Das!!! Kusedot energi kedua nenek sehingga tubuh mereka terhempas ke tanah. Tak lama si nenek mengerang sambil mengacung-ngacungkan tongkat. Sumpah serapah tidak jelas ke luar dari mulut mereka.
“Bagaimana Ratu? Aku bisa membunuhmu saat ini sekaligus menghancurkan kerajaanmu.” Ujarku. Sang Ratu menitikkan air mata. Kepalanya terkulai lemah.
“Aku mengaku kalah. Kau hebat cucu Adam. Jangan bunuh aku. Aku ingin bercerita padamu anak manusia?” Ujarnya. Aku menatap matanya dalam-dalam. Kucoba membaca hatinya. Makhluk seperti ini jangan mudah dipercaya. Namun aku melihat dia hendak berkata jujur. Akhirnya kukatakan silakan ingin bercerita apa.
“Sebenarnya, tubuh asliku bukan ular. Aku putri seorang raja Besisir. Aku disumpah oleh leluhurku gara-gara aku jatuh cinta dengan anak manusia. Leluhurku marah” Ujarnya sambil terisak.
“Lalu wujudmu yang asli seperti apa?” Sambungku.
“Aku sebangsa peri. Karena tidak ada yang mampu memutuskan sumpah leluhurku, aku tetap seperti ular. Tidak ada yang bisa menolongku. Dalam tapa yang sudah kulakukan ratusan tahun lamanya, aku mendapat wangsit suatu saat aku akan bertemu dengan anak manusia yang berasal dari arah matahari hidup. Di dalam dirinya menitis darah harimau. Dialah yang bisa memutuskan sumpah itu. Dan itu adalah dirimu. Sudah lama aku menunggu kehadiranmu. Berkali-kali aku mencoba menggiringmu ke mari, namun selalu gagal.” Ujarnya lagi.
“Ah! Jangan membuat cerita dongeng, Ratu. Kalau kau minta tolong padaku, tidak mungkin kau menculik temanku, lalu menyerang aku begitu dasyat mulai dari aku turun ke lembah ini” Ujarku.
“Itu karena aku ingin memastikan apakah benar sosok yang kucari itu kamu. Ternyata benar, ciri-ciri itu ada padamu.

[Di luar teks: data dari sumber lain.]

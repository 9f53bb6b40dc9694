use crate::logging::{self, LogTarget};
use crate::model::{ControllerEvent, RestoreConfig, RestoreReport};
use crate::orchestrator::{run_controller, UiCommand};
use crate::session::UiState;
use anyhow::{Context, Result};
use clap::Parser;
use std::io::Write;
use std::path::PathBuf;
use std::time::{Duration, Instant};
use tokio::sync::mpsc;

/// Output line routing for stdout/stderr writer.
enum OutputLine {
    Stdout(String),
    Stderr(String),
}

/// Spawn a blocking writer for stdout/stderr to avoid blocking async tasks.
fn spawn_output_writer() -> (
    mpsc::UnboundedSender<OutputLine>,
    tokio::task::JoinHandle<()>,
) {
    let (tx, mut rx) = mpsc::unbounded_channel::<OutputLine>();
    let handle = tokio::task::spawn_blocking(move || {
        let stdout = std::io::stdout();
        let stderr = std::io::stderr();
        let mut out = std::io::LineWriter::new(stdout.lock());
        let mut err = std::io::LineWriter::new(stderr.lock());

        while let Some(line) = rx.blocking_recv() {
            match line {
                OutputLine::Stdout(msg) => {
                    let _ = writeln!(out, "{}", msg);
                }
                OutputLine::Stderr(msg) => {
                    let _ = writeln!(err, "{}", msg);
                }
            }
        }

        let _ = out.flush();
        let _ = err.flush();
    });
    (tx, handle)
}

#[derive(Debug, Parser, Clone)]
#[command(
    name = "restore-cli",
    version,
    about = "Image restoration client with optional TUI"
)]
pub struct Cli {
    /// Restoration endpoint (multipart POST)
    #[arg(long, default_value = "http://127.0.0.1:5000/restore")]
    pub endpoint: String,

    /// Image to load on launch (required for --text/--json)
    #[arg(long, short = 'f')]
    pub file: Option<PathBuf>,

    /// Directory restored images are saved to
    #[arg(long)]
    pub output_dir: Option<PathBuf>,

    /// Exact path for the restored image (headless modes)
    #[arg(long, short = 'o')]
    pub output: Option<PathBuf>,

    /// Request timeout
    #[arg(long, default_value = "60s")]
    pub timeout: humantime::Duration,

    /// Multipart field carrying the image
    #[arg(long, default_value = "file")]
    pub field_name: String,

    /// Restore --file, print a JSON report and exit (no TUI)
    #[arg(long)]
    pub json: bool,

    /// Restore --file, print a text summary and exit (no TUI)
    #[arg(long)]
    pub text: bool,

    /// Run silently: suppress all output except errors (for scripts)
    #[arg(long)]
    pub silent: bool,

    /// Skip the startup check of the service root
    #[arg(long = "no-probe", action = clap::ArgAction::SetFalse)]
    pub probe: bool,

    /// Log file for TUI mode (default: <cache dir>/restore-cli/restore-cli.log)
    #[arg(long)]
    pub log_file: Option<PathBuf>,
}

pub async fn run(args: Cli) -> Result<()> {
    if args.silent && !args.json {
        return Err(anyhow::anyhow!(
            "--silent can only be used with --json. Use --silent --json together."
        ));
    }
    if (args.json || args.text) && args.file.is_none() {
        return Err(anyhow::anyhow!("--text and --json need an image: pass --file <path>"));
    }

    if !args.json && !args.text {
        #[cfg(feature = "tui")]
        {
            let log_path = args.log_file.clone().unwrap_or_else(logging::default_log_path);
            logging::init(LogTarget::File(log_path), "info")?;
            return crate::tui::run(args).await;
        }
        #[cfg(not(feature = "tui"))]
        {
            // Fallback when built without TUI support.
            if args.file.is_none() {
                return Err(anyhow::anyhow!("built without TUI support: pass --file <path>"));
            }
            logging::init(LogTarget::Stderr, "info")?;
            return run_text(args).await;
        }
    }

    logging::init(LogTarget::Stderr, if args.text { "info" } else { "warn" })?;
    if args.json {
        return run_json(args).await;
    }
    run_text(args).await
}

/// Build a `RestoreConfig` from CLI arguments.
pub fn build_config(args: &Cli) -> RestoreConfig {
    let output_dir = args
        .output_dir
        .clone()
        .or_else(dirs::download_dir)
        .or_else(|| std::env::current_dir().ok())
        .unwrap_or_else(|| PathBuf::from("."));
    RestoreConfig {
        endpoint: args.endpoint.clone(),
        field_name: args.field_name.clone(),
        timeout: Duration::from(args.timeout),
        output_dir,
        user_agent: format!("restore-cli/{}", env!("CARGO_PKG_VERSION")),
        probe: args.probe && !args.json,
    }
}

/// Wait for a state matching `want`. A notice while waiting fails the run.
async fn await_state(
    event_rx: &mut mpsc::UnboundedReceiver<ControllerEvent>,
    want: impl Fn(&UiState) -> bool,
) -> Result<UiState> {
    loop {
        match event_rx.recv().await {
            Some(ControllerEvent::StateChanged(s)) if want(s.as_ref()) => return Ok(*s),
            Some(ControllerEvent::StateChanged(_)) => {}
            Some(ControllerEvent::Notice(n)) => return Err(anyhow::anyhow!(n.text)),
            Some(ControllerEvent::Info(info)) => tracing::info!("{}", info.to_message()),
            Some(ControllerEvent::Saved { .. }) => {}
            None => return Err(anyhow::anyhow!("controller stopped unexpectedly")),
        }
    }
}

async fn await_saved(event_rx: &mut mpsc::UnboundedReceiver<ControllerEvent>) -> Result<PathBuf> {
    loop {
        match event_rx.recv().await {
            Some(ControllerEvent::Saved { path }) => return Ok(path),
            Some(ControllerEvent::Notice(n)) => return Err(anyhow::anyhow!(n.text)),
            Some(_) => {}
            None => return Err(anyhow::anyhow!("controller stopped unexpectedly")),
        }
    }
}

/// Drive select → restore → download through the controller, the same path the TUI takes.
async fn run_headless(args: &Cli) -> Result<RestoreReport> {
    let file = args.file.clone().context("no --file given")?;
    let cfg = build_config(args);
    let (event_tx, mut event_rx) = mpsc::unbounded_channel::<ControllerEvent>();
    let (cmd_tx, cmd_rx) = mpsc::unbounded_channel::<UiCommand>();

    let ctrl_cfg = cfg.clone();
    let handle = tokio::spawn(async move { run_controller(&ctrl_cfg, event_tx, cmd_rx).await });

    let _ = cmd_tx.send(UiCommand::SelectFile(file.clone()));
    let previewing = await_state(&mut event_rx, |s| matches!(s, UiState::Previewing { .. }))
        .await
        .with_context(|| format!("failed to load {}", file.display()))?;
    let (original_width, original_height) = previewing
        .original()
        .map(|p| (p.width, p.height))
        .unwrap_or_default();

    let started = Instant::now();
    let _ = cmd_tx.send(UiCommand::Restore);
    let restored_state = await_state(&mut event_rx, |s| matches!(s, UiState::Restored { .. }))
        .await
        .context("restoration failed")?;
    let elapsed = started.elapsed();
    let restored = restored_state
        .restoration()
        .cloned()
        .context("restored state without result")?;

    let _ = cmd_tx.send(UiCommand::Download(args.output.clone()));
    let saved = await_saved(&mut event_rx)
        .await
        .context("failed to save restored image")?;

    let _ = cmd_tx.send(UiCommand::Quit);
    handle
        .await
        .context("controller task failed")?
        .context("controller failed")?;

    Ok(RestoreReport {
        timestamp_utc: time::OffsetDateTime::now_utc()
            .format(&time::format_description::well_known::Rfc3339)
            .unwrap_or_else(|_| "now".into()),
        endpoint: cfg.endpoint,
        file,
        original_width,
        original_height,
        restored_width: restored.dimensions.map(|(w, _)| w),
        restored_height: restored.dimensions.map(|(_, h)| h),
        restored_bytes: restored.jpeg.len() as u64,
        elapsed,
        saved_to: Some(saved),
    })
}

async fn run_json(args: Cli) -> Result<()> {
    let report = run_headless(&args).await?;
    if args.silent {
        return Ok(());
    }
    let (out_tx, out_handle) = spawn_output_writer();
    let out = serde_json::to_string_pretty(&report)?;
    let _ = out_tx.send(OutputLine::Stdout(out));
    drop(out_tx);
    let _ = out_handle.await;
    Ok(())
}

async fn run_text(args: Cli) -> Result<()> {
    let (out_tx, out_handle) = spawn_output_writer();
    let _ = out_tx.send(OutputLine::Stderr(format!(
        "Restoring {} via {}",
        args.file
            .as_deref()
            .map(|p| p.display().to_string())
            .unwrap_or_default(),
        args.endpoint
    )));
    let report = run_headless(&args).await;
    let res = match report {
        Ok(report) => {
            for line in crate::text_summary::build_text_summary(&report).lines {
                let _ = out_tx.send(OutputLine::Stdout(line));
            }
            Ok(())
        }
        Err(e) => Err(e),
    };
    drop(out_tx);
    let _ = out_handle.await;
    res
}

Pertama seorang perempuan muda dari golongan manusia cucu Adam, yang di dalam darahnya menitis manusia harimau, ke dua bisa mengalahkan racunku dengan mudah dengan cara menampungnya, pertanda ilmu yang dimilikinya sempurna, ke tiga bisa hidup di dua alam, alam nyata dan alam gaib dengan mudah. Semuanya ada padamu. Ciri yang ke empat, jika diizinkan aku ingin melihat telapak kaki kananmu. Di situ ada tahi lalat bawaan lahir. Dan nama perempuan cantik itu Putri Selasih. Lalu Putri Selasih pula yang akan memberikan pakaian baruku.” Ujarnya dengan wajah masih berurai air mata seperti orang yang terharu.

Aku mencerna dua ciri yang terakhir disebutnya tahi lalat dan nama. Lalu pakaian baru? Apa maksudnya? Namun aku belum juga yakin dengan ucapannya.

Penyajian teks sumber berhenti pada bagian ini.